Quando Moisés selou um novo pacto com Deus através dos Mandamentos, as tábuas de pedra foram guardadas dentro da Arca da Aliança. Após ser guarda por levitas, roubada pelos fariseus e recuperada, Davi depositou Arca na fortaleza de Sião. A fortaleza havia servido então como ponto de vigia e segurança para que Davi edificasse sobre Salém e a terra de Ornã / Araúna um local de culto ao Senhor a uma nova cidade, que seria a capital de seu reino. Em Salém, foi levantado o Tabernáculo (Sl 76.1-3), um predecessor do Templo que Salomão faria nos anos seguintes.

É interessante notar que um objeto sagrado como a Arca não foi guardado onde as pessoas moravam (Salém) ou mesmo onde prestavam culto (o Tabernáculo), mas numa fortaleza vizinha dali, como que para proteger as pessoas da proximidade de tal objeto. Finalmente, quando o 1º Templo estava terminado, Salomão delimitou o "Santo Lugar" para dispor a Arca e nesse mesmo edifício estariam o local de congregação do povo e morada do Deus Altíssimo.
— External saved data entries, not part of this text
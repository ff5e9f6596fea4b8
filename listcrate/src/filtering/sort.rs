use serde_json::Value;
use std::cmp::Ordering;

use crate::models::SortDirection;

/// Natural ordering of two JSON scalars: numbers compare numerically, text
/// compares with embedded digit runs taken as numbers (`item2 < item10`).
/// `null` sorts first.
#[must_use]
pub fn natural_cmp(left: &Value, right: &Value) -> Ordering {
    match (left, right) {
        (Value::Null, Value::Null) => Ordering::Equal,
        (Value::Null, _) => Ordering::Less,
        (_, Value::Null) => Ordering::Greater,
        (Value::Number(a), Value::Number(b)) => a
            .as_f64()
            .partial_cmp(&b.as_f64())
            .unwrap_or(Ordering::Equal),
        (Value::Bool(a), Value::Bool(b)) => a.cmp(b),
        _ => natural_str_cmp(&scalar_text(left), &scalar_text(right)),
    }
}

/// Apply a direction to an ascending comparison.
#[must_use]
pub fn directed(ordering: Ordering, direction: SortDirection) -> Ordering {
    match direction {
        SortDirection::Asc => ordering,
        SortDirection::Desc => ordering.reverse(),
    }
}

fn scalar_text(value: &Value) -> String {
    match value {
        Value::String(text) => text.clone(),
        other => other.to_string(),
    }
}

fn natural_str_cmp(left: &str, right: &str) -> Ordering {
    let mut a = left.chars().peekable();
    let mut b = right.chars().peekable();

    loop {
        match (a.peek().copied(), b.peek().copied()) {
            (None, None) => return Ordering::Equal,
            (None, Some(_)) => return Ordering::Less,
            (Some(_), None) => return Ordering::Greater,
            (Some(x), Some(y)) if x.is_ascii_digit() && y.is_ascii_digit() => {
                let left_run = take_digits(&mut a);
                let right_run = take_digits(&mut b);
                let ordering = compare_digit_runs(&left_run, &right_run);
                if ordering != Ordering::Equal {
                    return ordering;
                }
            }
            (Some(x), Some(y)) => {
                let ordering = x.cmp(&y);
                if ordering != Ordering::Equal {
                    return ordering;
                }
                a.next();
                b.next();
            }
        }
    }
}

fn take_digits(chars: &mut std::iter::Peekable<std::str::Chars<'_>>) -> String {
    let mut run = String::new();
    while let Some(c) = chars.peek().copied().filter(char::is_ascii_digit) {
        run.push(c);
        chars.next();
    }
    run
}

fn compare_digit_runs(left: &str, right: &str) -> Ordering {
    let left_trimmed = left.trim_start_matches('0');
    let right_trimmed = right.trim_start_matches('0');
    left_trimmed
        .len()
        .cmp(&right_trimmed.len())
        .then_with(|| left_trimmed.cmp(right_trimmed))
        .then_with(|| left.len().cmp(&right.len()))
}

#[cfg(test)]
mod tests {
    use super::*;
    use serde_json::json;

    #[test]
    fn test_digit_runs_compare_numerically() {
        assert_eq!(natural_cmp(&json!("item2"), &json!("item10")), Ordering::Less);
        assert_eq!(natural_cmp(&json!("item10"), &json!("item9")), Ordering::Greater);
        assert_eq!(natural_cmp(&json!("a"), &json!("b")), Ordering::Less);
        assert_eq!(natural_cmp(&json!("abc"), &json!("abc")), Ordering::Equal);
        assert_eq!(natural_cmp(&json!("ab"), &json!("abc")), Ordering::Less);
    }

    #[test]
    fn test_numbers_and_nulls() {
        assert_eq!(natural_cmp(&json!(2), &json!(10)), Ordering::Less);
        assert_eq!(natural_cmp(&json!(1.5), &json!(1.25)), Ordering::Greater);
        assert_eq!(natural_cmp(&Value::Null, &json!(0)), Ordering::Less);
        assert_eq!(natural_cmp(&json!("3"), &json!(20)), Ordering::Less);
    }

    #[test]
    fn test_direction() {
        assert_eq!(directed(Ordering::Less, SortDirection::Desc), Ordering::Greater);
        assert_eq!(directed(Ordering::Less, SortDirection::Asc), Ordering::Less);
    }
}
E acordou Salomão, e eis que era sonho. E indo a Jerusalém, pôs-se perante a arca da aliança do SENHOR, e sacrificou holocausto, e preparou sacrifícios pacíficos, e fez um banquete a todos os seus servos. (1Rs 3.15)
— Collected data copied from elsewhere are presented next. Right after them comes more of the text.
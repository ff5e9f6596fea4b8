use serde::{Deserialize, Serialize};
use serde_json::Value;

use super::normalize::is_truthy;

/// Requested page. `page_limit == None` means the caller asked for every
/// remaining row.
#[derive(Debug, Clone, Copy, PartialEq, Eq, Serialize, Deserialize)]
pub struct PageRequest {
    pub page_nr: u64,
    pub page_limit: Option<u64>,
}

impl Default for PageRequest {
    fn default() -> Self {
        Self {
            page_nr: 1,
            page_limit: None,
        }
    }
}

impl PageRequest {
    #[must_use]
    pub const fn new(page_nr: u64, page_limit: Option<u64>) -> Self {
        Self {
            page_nr,
            page_limit,
        }
    }

    /// Rows to skip: `(page_nr - 1) * page_limit` beyond the first page.
    #[must_use]
    pub fn offset(&self) -> u64 {
        match self.page_limit {
            Some(limit) if self.page_nr > 1 => (self.page_nr - 1).saturating_mul(limit),
            _ => 0,
        }
    }

    #[must_use]
    pub const fn limit(&self) -> Option<u64> {
        self.page_limit
    }

    /// Whether any slicing applies at all.
    #[must_use]
    pub const fn is_paginated(&self) -> bool {
        self.page_limit.is_some() || self.page_nr > 1
    }
}

/// Numeric reading of a request value. Fractions are truncated and negative
/// numbers clamp to zero.
#[must_use]
pub fn parse_numeric(value: &Value) -> Option<u64> {
    let number = match value {
        Value::Number(number) => number.as_f64()?,
        Value::String(text) => text.trim().parse::<f64>().ok()?,
        _ => return None,
    };
    if !number.is_finite() {
        return None;
    }
    #[allow(clippy::cast_possible_truncation, clippy::cast_sign_loss)]
    let truncated = number.max(0.0).trunc() as u64;
    Some(truncated)
}

/// Falsy page limits (`""`, `"0"`, `0`) count as absent.
#[must_use]
pub fn is_limit_given(value: Option<&Value>) -> bool {
    value.is_some_and(is_truthy)
}
use std::collections::HashMap;

use super::information::MappingInformation;
use super::metadata::ListMetadata;
use crate::errors::MappingError;

/// Source of raw list declarations, looked up by entity identifier.
pub trait MetadataDriver: Send + Sync {
    /// Raw declarations for `entity`.
    ///
    /// # Errors
    ///
    /// Returns [`MappingError::MissingMetadata`] when nothing is declared for
    /// the entity, or the driver's own loading error.
    fn mapping_information(&self, entity: &str) -> Result<MappingInformation, MappingError>;

    /// Validated metadata for `entity`.
    ///
    /// # Errors
    ///
    /// Propagates loading errors and declaration validation errors.
    fn list_metadata(&self, entity: &str) -> Result<ListMetadata, MappingError> {
        let information = self.mapping_information(entity)?;
        ListMetadata::from_information(&information)
    }
}

/// Declarations registered in code at startup.
///
/// ```rust,ignore
/// let driver = StaticDriver::new().with(
///     "posts",
///     MappingInformation::new()
///         .sortable("title", FieldOptions::direct())
///         .filter("status", FieldOptions::direct().operators(&[FilterOperator::Eq])),
/// );
/// ```
#[derive(Debug, Clone, Default)]
pub struct StaticDriver {
    entities: HashMap<String, MappingInformation>,
}

impl StaticDriver {
    #[must_use]
    pub fn new() -> Self {
        Self::default()
    }

    #[must_use]
    pub fn with(mut self, entity: impl Into<String>, information: MappingInformation) -> Self {
        self.register(entity, information);
        self
    }

    pub fn register(&mut self, entity: impl Into<String>, information: MappingInformation) {
        self.entities.insert(entity.into(), information);
    }
}

impl MetadataDriver for StaticDriver {
    fn mapping_information(&self, entity: &str) -> Result<MappingInformation, MappingError> {
        self.entities
            .get(entity)
            .cloned()
            .ok_or_else(|| MappingError::MissingMetadata {
                entity: entity.to_string(),
            })
    }
}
Então congregou Salomão os anciãos de Israel, e todos os cabeças das tribos, os chefes dos pais dos filhos de Israel, diante de si em Jerusalém; para fazerem subir a arca da aliança do SENHOR da cidade de Davi, que é Sião. E todos os homens de Israel se congregaram ao rei Salomão, na ocasião da festa, no mês de Etanim, que é o sétimo mês. E vieram todos os anciãos de Israel; e os sacerdotes alçaram a arca. E trouxeram a arca do SENHOR para cima, e o tabernáculo da congregação, juntamente com todos os objetos sagrados que havia no tabernáculo; assim os trouxeram para cima os sacerdotes e os levitas. (1Rs 8.1-4)
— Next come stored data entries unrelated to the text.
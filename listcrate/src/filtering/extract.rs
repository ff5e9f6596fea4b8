use serde_json::Value;
use std::sync::Arc;

use super::normalize::{is_blank, value_text};
use super::pagination::{PageRequest, is_limit_given, parse_numeric};
use super::OperatorDialect;
use crate::config::ListHandlerConfig;
use crate::errors::ListError;
use crate::mapping::{FieldMapping, ListMetadata};
use crate::models::{
    Filter, FilterOperator, FilterValue, FilterableField, OrderBy, OrderByRequest, SortDirection,
};
use crate::request::RequestParameters;

/// A filter whose field and operator were looked up.
#[derive(Debug, Clone, Copy)]
pub struct ResolvedFilter<'a> {
    pub filter: &'a Filter,
    pub mapping: &'a FieldMapping,
    /// Operator as the client sent it; decides wildcard placement and negation.
    pub requested: FilterOperator,
    /// Operator after dialect normalization; decides the predicate kind.
    pub operator: FilterOperator,
}

/// Reads list intent out of request parameters and checks it against the
/// entity's metadata. One instance is shared by every step of a source.
#[derive(Debug, Clone)]
pub struct ListQueryExtractor {
    metadata: Arc<ListMetadata>,
    config: ListHandlerConfig,
    dialect: OperatorDialect,
}

impl ListQueryExtractor {
    #[must_use]
    pub fn new(
        metadata: Arc<ListMetadata>,
        config: ListHandlerConfig,
        dialect: OperatorDialect,
    ) -> Self {
        Self {
            metadata,
            config,
            dialect,
        }
    }

    #[must_use]
    pub fn metadata(&self) -> &ListMetadata {
        &self.metadata
    }

    #[must_use]
    pub fn config(&self) -> &ListHandlerConfig {
        &self.config
    }

    #[must_use]
    pub const fn dialect(&self) -> OperatorDialect {
        self.dialect
    }

    /// Raw filters container, `None` when the request has none.
    #[must_use]
    pub fn filters_data<'r>(&self, request: &'r dyn RequestParameters) -> Option<&'r Value> {
        request
            .get(&self.config.filters_param_name)
            .filter(|data| !data.is_null())
    }

    /// Filters in request order. The search entry of the container is skipped.
    ///
    /// # Errors
    ///
    /// Returns [`ListError::MalformedFilter`] when an entry lacks `field`,
    /// `operator` or `value.from`.
    pub fn extract_filters(&self, request: &dyn RequestParameters) -> Result<Vec<Filter>, ListError> {
        let entries: Vec<&Value> = match self.filters_data(request) {
            Some(Value::Object(map)) => map
                .iter()
                .filter(|(key, _)| **key != self.config.search_param_name)
                .map(|(_, entry)| entry)
                .collect(),
            Some(Value::Array(items)) => items.iter().collect(),
            _ => Vec::new(),
        };

        entries.into_iter().map(parse_filter).collect()
    }

    /// Free-text search string, `None` when not requested.
    ///
    /// # Errors
    ///
    /// Returns [`ListError::SearchNotSupported`] when a search is requested but
    /// the entity declares no search fields.
    pub fn search_value(&self, request: &dyn RequestParameters) -> Result<Option<String>, ListError> {
        let search = self
            .filters_data(request)
            .and_then(Value::as_object)
            .and_then(|filters| filters.get(&self.config.search_param_name))
            .filter(|value| !value.is_null());

        let Some(search) = search else {
            return Ok(None);
        };
        if self.metadata.search_fields().is_empty() {
            return Err(ListError::SearchNotSupported);
        }
        Ok(Some(value_text(search)))
    }

    /// Look up the filter's field and normalize its operator, without the
    /// per-field acceptance and range checks of [`Self::validate_filter`].
    ///
    /// # Errors
    ///
    /// Returns [`ListError::NotFilterable`] or [`ListError::UnknownOperator`].
    pub fn resolve_filter<'a>(&'a self, filter: &'a Filter) -> Result<ResolvedFilter<'a>, ListError> {
        let mapping = self.metadata.filter_fields().get(filter.field()).ok_or_else(|| {
            ListError::NotFilterable {
                field: filter.field().to_string(),
            }
        })?;
        let operator = self.normalize_operator(filter.operator())?;
        let requested = FilterOperator::from_symbol(filter.operator()).unwrap_or(operator);

        Ok(ResolvedFilter {
            filter,
            mapping,
            requested,
            operator,
        })
    }

    /// Check a filter against the field's declaration.
    ///
    /// Rules apply in order: the field must be filterable, the normalized
    /// operator must be declared for it, and `btw` needs both bounds.
    ///
    /// # Errors
    ///
    /// Returns the [`ListError`] of the first rule that fails.
    pub fn validate_filter<'a>(&'a self, filter: &'a Filter) -> Result<ResolvedFilter<'a>, ListError> {
        let resolved = self.resolve_filter(filter)?;

        if !resolved.mapping.accepts(resolved.operator) {
            return Err(ListError::OperatorNotAcceptable {
                operator: resolved.operator.symbol().to_string(),
                field: filter.field().to_string(),
            });
        }

        let value = filter.value();
        let has_to = value.to.as_ref().is_some_and(|to| !to.is_null());
        if resolved.operator == FilterOperator::Btw && (value.from.is_null() || !has_to) {
            return Err(ListError::BetweenBoundsRequired {
                field: filter.field().to_string(),
            });
        }

        Ok(resolved)
    }

    /// # Errors
    ///
    /// Returns [`ListError::UnknownOperator`] when the dialect does not know
    /// the symbol.
    pub fn normalize_operator(&self, symbol: &str) -> Result<FilterOperator, ListError> {
        self.dialect.normalize_operator(symbol)
    }

    /// # Errors
    ///
    /// See [`OperatorDialect::normalize_value`].
    pub fn normalize_value(
        &self,
        field: &str,
        operator: FilterOperator,
        value: &Value,
        mapping: Option<&FieldMapping>,
    ) -> Result<Value, ListError> {
        self.dialect.normalize_value(field, operator, value, mapping)
    }

    /// Page number and limit.
    ///
    /// The page defaults to 1. A page beyond the first without a limit gets
    /// the configured default limit.
    ///
    /// # Errors
    ///
    /// Returns [`ListError::NonNumericPageNumber`] or
    /// [`ListError::NonNumericPageLimit`].
    pub fn extract_pagination(&self, request: &dyn RequestParameters) -> Result<PageRequest, ListError> {
        let page_nr = match request
            .get(&self.config.page_nr_param_name)
            .filter(|value| !value.is_null())
        {
            Some(raw) => parse_numeric(raw).ok_or_else(|| ListError::NonNumericPageNumber {
                value: value_text(raw),
            })?,
            None => 1,
        };

        let raw_limit = request.get(&self.config.page_limit_param_name);
        let mut page_limit = match raw_limit {
            Some(raw) if is_limit_given(Some(raw)) => {
                let limit = parse_numeric(raw).ok_or_else(|| ListError::NonNumericPageLimit {
                    value: value_text(raw),
                })?;
                Some(limit).filter(|limit| *limit > 0)
            }
            _ => None,
        };

        if page_nr > 1 && page_limit.is_none() {
            page_limit = Some(self.config.default_page_limit);
        }

        Ok(PageRequest::new(page_nr.max(1), page_limit))
    }

    /// Explicit `{field, direction}` from the request, otherwise the declared
    /// default order.
    #[must_use]
    pub fn extract_order_by(&self, request: &dyn RequestParameters) -> Vec<OrderByRequest> {
        let explicit = request
            .get_map(&self.config.sort_param_name)
            .and_then(|sort| {
                let field = sort.get("field").filter(|field| !is_blank(field))?;
                let direction = sort
                    .get("direction")
                    .filter(|direction| !direction.is_null())
                    .map(value_text);
                Some(OrderByRequest {
                    field: value_text(field),
                    direction,
                })
            });

        match explicit {
            Some(order) => vec![order],
            None => self.default_order_by(),
        }
    }

    /// Declared default order in declaration order.
    #[must_use]
    pub fn default_order_by(&self) -> Vec<OrderByRequest> {
        self.metadata
            .default_order_fields()
            .iter()
            .map(|(field, mapping)| OrderByRequest::new(field.clone(), Some(mapping.direction.as_str())))
            .collect()
    }

    /// Check that every field is sortable and every direction is `ASC` or
    /// `DESC`; a missing direction means `ASC`.
    ///
    /// # Errors
    ///
    /// Returns [`ListError::NotSortable`] or [`ListError::InvalidDirection`].
    pub fn validate_order_by(&self, order_by: &[OrderByRequest]) -> Result<Vec<OrderBy>, ListError> {
        let sortable = self.sortable_fields();
        order_by
            .iter()
            .map(|order| {
                if !sortable.contains(&order.field) {
                    return Err(ListError::NotSortable {
                        field: order.field.clone(),
                    });
                }
                let direction = match order.direction.as_deref() {
                    None => SortDirection::Asc,
                    Some(token) => SortDirection::from_token(token).ok_or_else(|| {
                        ListError::InvalidDirection {
                            direction: token.to_string(),
                        }
                    })?,
                };
                Ok(OrderBy {
                    field: order.field.clone(),
                    direction,
                })
            })
            .collect()
    }

    /// Mapping used to order by `field`: the sortable declaration, falling
    /// back to the default order declaration.
    #[must_use]
    pub fn sort_mapping(&self, field: &str) -> Option<&FieldMapping> {
        self.metadata
            .sort_fields()
            .get(field)
            .or_else(|| self.metadata.default_order_fields().get(field))
    }

    /// Sortable and default order keys, duplicates removed, first seen first.
    #[must_use]
    pub fn sortable_fields(&self) -> Vec<String> {
        let mut fields: Vec<String> = Vec::new();
        for field in self
            .metadata
            .sort_fields()
            .keys()
            .chain(self.metadata.default_order_fields().keys())
        {
            if !fields.contains(field) {
                fields.push(field.clone());
            }
        }
        fields
    }

    /// Filterable fields in declaration order.
    #[must_use]
    pub fn filterable_fields(&self) -> Vec<FilterableField> {
        self.metadata
            .filter_fields()
            .iter()
            .map(|(field, mapping)| FilterableField {
                field: field.clone(),
                operators: mapping.operators.clone(),
                title: mapping.title.clone(),
            })
            .collect()
    }
}

fn parse_filter(entry: &Value) -> Result<Filter, ListError> {
    let present = |value: Option<&Value>| value.filter(|value| !value.is_null()).cloned();

    let field = present(entry.get("field")).ok_or(ListError::MalformedFilter)?;
    let operator = present(entry.get("operator")).ok_or(ListError::MalformedFilter)?;
    let value = entry.get("value");
    let from = present(value.and_then(|value| value.get("from"))).ok_or(ListError::MalformedFilter)?;
    let to = present(value.and_then(|value| value.get("to")));

    Ok(Filter::new(
        value_text(&field),
        value_text(&operator),
        FilterValue { from, to },
    ))
}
Dessa forma, a fortaleza jebusita de Sião incrivelmente foi o abrigo da Arca entre os anos de 995 a.C. e 953 a.C., antes que ela estivesse no Templo, e na verdade antes que houvesse o Templo. Davi iniciou uma era muito próspera para Israel, com as fronteiras relativamente protegidas e os povos em redor pagando impostos, o que pode ter feito a "cidade de Davi" ganhar novos edifícios e muros, para que fosse digna da habitação de um rei. Um trecho do salmo abaixo nos dá uma idéia da aparência que tinha tal fortaleza.

Alegre-se o monte de Sião; alegrem-se as filhas de Judá por causa dos teus juízos. Rodeai Sião, e cercai-a, contai as suas torres. Marcai bem os seus antemuros, considerai os seus palácios, para que o conteis à geração seguinte. (Sl 48.11-13)

A MORADA DO SENHOR

Nos tempos de Davi, Sião era o centro de governo e ainda a habitação do Senhor, como se o Seu espírito estivesse sobre o monte:

Conhecido é Deus em Judá; grande é o seu nome em Israel. E em Salém está o seu tabernáculo, e a sua morada em Sião. (Sl 76.1-2)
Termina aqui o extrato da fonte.